Recorded data
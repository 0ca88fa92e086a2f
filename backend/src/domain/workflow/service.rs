//! The onboarding orchestrator.
//!
//! State lives behind a `std::sync::Mutex` that is locked only for short
//! synchronous sections and never across an `.await`. Each call captures the
//! session generation before awaiting; a completion for an older generation
//! is discarded.

use std::sync::{Arc, Mutex, MutexGuard};

use mockable::Clock;
use tracing::{debug, error, info, warn};
use url::Url;
use uuid::Uuid;

use super::stage::{Event, Stage, TransitionError, transition};
use super::view::{Action, InFlight, Notice, WorkflowView};
use super::{WorkflowError, WorkflowOptions};
use crate::domain::ports::{AccessGate, AdsApi, CredentialStorage};
use crate::domain::{
    AccessDecision, AccessToken, AdsGateway, CredentialStore, EmailAddress, ExternalId,
    GatewayError, PixelName, TrackEventInput,
};

const NO_ADVERTISERS: &str =
    "No advertiser accounts were found for this TikTok login. Create one in TikTok Ads Manager, then reload.";
const SESSION_EXPIRED: &str = "Your TikTok session expired. Please log in again.";
const ACCESS_CONFIRMED: &str = "Access confirmed. You can now connect your TikTok account.";
const EVENT_ACCEPTED: &str =
    "Test event sent. Look for the CompletePayment event in TikTok Events Manager.";

/// Driven ports the workflow depends on.
#[derive(Clone)]
pub struct WorkflowPorts {
    /// Ads platform API.
    pub ads_api: Arc<dyn AdsApi>,
    /// Raw credential storage.
    pub credential_storage: Arc<dyn CredentialStorage>,
    /// Email access gate.
    pub access_gate: Arc<dyn AccessGate>,
}

/// Query parameters of the OAuth redirect.
#[derive(Debug, Clone, Default, PartialEq, Eq)]
pub struct AuthorizationCallback {
    /// One-time code to exchange.
    pub auth_code: Option<String>,
    /// Click id for attributing events.
    pub ttclid: Option<String>,
    /// Error reported by the platform instead of a code.
    pub error: Option<String>,
    /// Human-readable detail accompanying `error`.
    pub error_description: Option<String>,
    /// Anti-forgery value echoed from the authorisation URL.
    pub state: Option<String>,
}

/// User-supplied fields of the test event.
#[derive(Debug, Clone, Default, PartialEq)]
pub struct TestEventInput {
    /// Optional buyer email.
    pub email: Option<String>,
    /// Optional buyer phone.
    pub phone: Option<String>,
    /// Product display name.
    pub product_name: Option<String>,
    /// Optional product description.
    pub product_description: Option<String>,
    /// Unit price.
    pub product_price: Option<f64>,
    /// ISO 4217 code.
    pub currency: Option<String>,
    /// Page the event is reported from.
    pub page_url: Option<String>,
}

pub(super) struct Session {
    pub(super) stage: Stage,
    pub(super) generation: u64,
    pub(super) external_id: ExternalId,
    pub(super) pixel_name: PixelName,
    pub(super) verified_email: Option<EmailAddress>,
    pub(super) ttclid: Option<String>,
    pub(super) oauth_state: String,
    pub(super) notice: Option<Notice>,
    pub(super) in_flight: InFlight,
}

impl Session {
    fn fresh(generation: u64) -> Self {
        Self {
            stage: Stage::initial(),
            generation,
            external_id: ExternalId::generate(),
            pixel_name: PixelName::generate(),
            verified_email: None,
            ttclid: None,
            oauth_state: Uuid::new_v4().simple().to_string(),
            notice: None,
            in_flight: InFlight::default(),
        }
    }
}

/// Clears an action's in-flight flag when dropped, unless the session was
/// reset in the meantime.
struct InFlightGuard<'a> {
    workflow: &'a OnboardingWorkflow,
    action: Action,
    generation: u64,
}

impl Drop for InFlightGuard<'_> {
    fn drop(&mut self) {
        if let Ok(mut session) = self.workflow.session.lock()
            && session.generation == self.generation
        {
            session.in_flight.set(self.action, false);
        }
    }
}

/// Single-user onboarding orchestrator.
pub struct OnboardingWorkflow {
    gateway: AdsGateway,
    credentials: CredentialStore,
    access_gate: Arc<dyn AccessGate>,
    options: WorkflowOptions,
    session: Mutex<Session>,
}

Task description: Scan the records above. Return every line with "Mutex" in it.

Written reply:
//! State lives behind a `std::sync::Mutex` that is locked only for short
use std::sync::{Arc, Mutex, MutexGuard};
    session: Mutex<Session>,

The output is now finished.